Qui a peur de Tom Lanoye, mise en scène Aurore Fattier (Solarium asbl) au Théâtre Varia jusqu’au 5 mars et cet été à Avignon, au Théâtre des Doms.

Dernier lit de Hugo Claus, mise en scène Christophe Sermet, avec Laura Sepul.

Le jeune Ahmed de Jean-Pierre et Luc Dardenne.

Fils de ploucs de Lenny et Harpo Guit, Festival de Sundance.

Comment es-tu devenue comédienne, et ensuite institutrice ?

J’ai grandi à Liège. J’ai fait des études secondaires en option théâtre et j’ai eu des professeurs formidables, très engagés; certains étaient dans la troupe du Théâtre de la Communauté de Seraing. Mon père était latiniste, il avait une vraie passion pour la littérature. J’ai très tôt aimé lire à voix haute, j’adorais les histoires. Mais je n’aimais pas trop l’analyse littéraire. À mes yeux, décortiquer un texte de fond en comble lui enlevait toute sa poésie, son mystère.

Avec le recul, je vois ça comme une chance.

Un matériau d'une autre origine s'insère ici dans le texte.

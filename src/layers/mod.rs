use serde::{Deserialize, Serialize};
use std::path::{Path, PathBuf};

/// One bibliographic record, keyed by its ADS bibcode.
#[derive(Debug, Serialize, Deserialize, Clone, PartialEq)]
pub struct Paper {
    pub bibcode: String,
    #[serde(default)]
    pub title: String,
    #[serde(rename = "abstract", default)]
    pub abstract_text: String,
    #[serde(default, skip_serializing_if = "Option::is_none")]
    pub tldr: Option<String>,
    #[serde(default, skip_serializing_if = "Option::is_none")]
    pub relevance: Option<u8>,
    #[serde(default, skip_serializing_if = "Option::is_none")]
    pub pdf: Option<PathBuf>,
}

impl Paper {
    pub fn new(bibcode: impl Into<String>, title: impl Into<String>, abstract_text: impl Into<String>) -> Self {
        Self {
            bibcode: bibcode.into(),
            title: title.into(),
            abstract_text: abstract_text.into(),
            tldr: None,
            relevance: None,
            pdf: None,
        }
    }
}

/// Why a paper belongs to a storyline, with the TLDR it was judged on.
#[derive(Debug, Serialize, Deserialize, Clone, PartialEq)]
pub struct StorylineEntry {
    pub reason: String,
    #[serde(default)]
    pub tldr: String,
}

/// `notes.json` + `_slim` -> `notes_slim.json`
pub fn derived_path(path: &Path, suffix: &str) -> PathBuf {
    let stem = path
        .file_stem()
        .map(|s| s.to_string_lossy().into_owned())
        .unwrap_or_default();
    let ext = path
        .extension()
        .map(|e| e.to_string_lossy().into_owned())
        .unwrap_or_else(|| "json".to_string());
    path.with_file_name(format!("{}{}.{}", stem, suffix, ext))
}

pub mod error;
pub mod tags;
pub mod llm;
pub mod pacing;
pub mod repository;
pub mod discovery;
pub mod relevance;
pub mod expansion;
pub mod frontier;
pub mod tldr;
pub mod storyline;
pub mod summarize;
pub mod outline;
pub mod download;
pub mod calendar;

#[cfg(test)]
pub mod testing;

À dix-huit ans, j’ai eu envie de quitter Liège et je suis entrée au Conservatoire de Bruxelles dans la classe de Pierre Laroche. À la sortie, j’ai quand même pas mal galéré. Je suis devenue maman à 27 ans. J’avais du travail mais pas suffisamment. Avec le recul, je vois ça comme une chance. Ça m’a un peu obligée à envisager autre chose.

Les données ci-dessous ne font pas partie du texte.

use anyhow::Result;
use std::collections::HashMap;

use crate::layers::error;
use crate::layers::llm::ChatModel;
use crate::layers::pacing::Pacer;
use crate::layers::repository::Repository;
use crate::layers::tags::{element, elements};
use crate::layers::Paper;

pub const BATCH_SIZE: usize = 5;

/// One TLDR per paper, keyed by bibcode. Records the model garbles are skipped.
pub async fn make_tldrs(model: &dyn ChatModel, papers: &[Paper]) -> error::Result<HashMap<String, String>> {
    let listing = papers
        .iter()
        .map(|p| {
            format!(
                "<paper><bibcode>{}</bibcode><title>{}</title><abstract>{}</abstract></paper>",
                p.bibcode, p.title, p.abstract_text
            )
        })
        .collect::<Vec<_>>()
        .join("\n");
    let prompt = format!(
        "You are a helpful research assistant that writes TLDR summaries of papers from their titles \
         and abstracts. The papers are given in this format:\n\n\
         <paper><bibcode>bibcode</bibcode><title>title</title><abstract>abstract</abstract></paper>\n\n\
         Write a TLDR summary for each paper in this format:\n\
         <paper><bibcode>bibcode</bibcode><tldr>tldr</tldr></paper>\n\n\
         Here are the papers:\n{listing}\n\nProvide your TLDR summaries:\n"
    );
    let response = model.respond(&prompt).await?;

    let mut tldrs = HashMap::new();
    for record in elements(&response, "paper") {
        match (element(record, "bibcode"), element(record, "tldr")) {
            (Some(bibcode), Some(tldr)) => {
                tldrs.insert(bibcode.to_string(), tldr.to_string());
            }
            _ => tracing::warn!("Skipping malformed TLDR record: {}", record),
        }
    }
    Ok(tldrs)
}

/// Gives every stored paper without a TLDR one, saving after each batch.
/// Returns how many papers were summarized.
pub async fn run(model: &dyn ChatModel, pacer: &Pacer, repo: &mut Repository, batch_size: usize) -> Result<usize> {
    let pending: Vec<Paper> = repo.papers().filter(|p| p.tldr.is_none()).cloned().collect();
    let total = pending.len();
    let mut completed = 0;
    let mut summarized = 0;

    for batch in pending.chunks(batch_size.max(1)) {
        pacer.ready().await;
        tracing::info!("Processing batch of {} papers...", batch.len());
        match make_tldrs(model, batch).await {
            Ok(tldrs) => {
                for (bibcode, tldr) in tldrs {
                    match repo.get_mut(&bibcode) {
                        Some(paper) => {
                            paper.tldr = Some(tldr);
                            summarized += 1;
                            tracing::info!("\t{}", bibcode);
                        }
                        None => tracing::warn!("\tModel returned a TLDR for unknown bibcode {}", bibcode),
                    }
                }
                repo.save().await?;
            }
            Err(e) => tracing::error!("\tBatch failed: {}", e),
        }
        completed += batch.len();
        tracing::info!("\tProgress: {:3}/{}", completed, total);
    }
    Ok(summarized)
}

À 30 ans, j’ai entamé des études d’instit primaire. C’était autant par nécessité financière que par envie de pratiquer un métier encore plus en lien avec les autres. J’avais besoin de sortir du côté un peu clos du milieu théâtral et d’échapper à mon léger penchant auto-centré.

Comment ton entourage a-t-il réagi face à ta réorientation professionnelle?

Parmi mes connaissances, j’étais une des seules à franchir ce pas. Je n’en parlais pas trop parce que je sentais que ça pouvait être interprété comme un aveu d’échec, un abandon vis-à-vis de mon premier métier. Alors que pressentais que ce pourrait être une force.

Qu’est-ce que ce second métier t’apporte?

C’est peut-être ma véritable vocation. Mon grand-père était instituteur dans un village en Ardenne, mon père était prof d’unif. L’aspect pédagogique était très présent dans la famille. Et moi, j’ai adoré aller à l’école en maternelle et primaire, c’était comme un Eden.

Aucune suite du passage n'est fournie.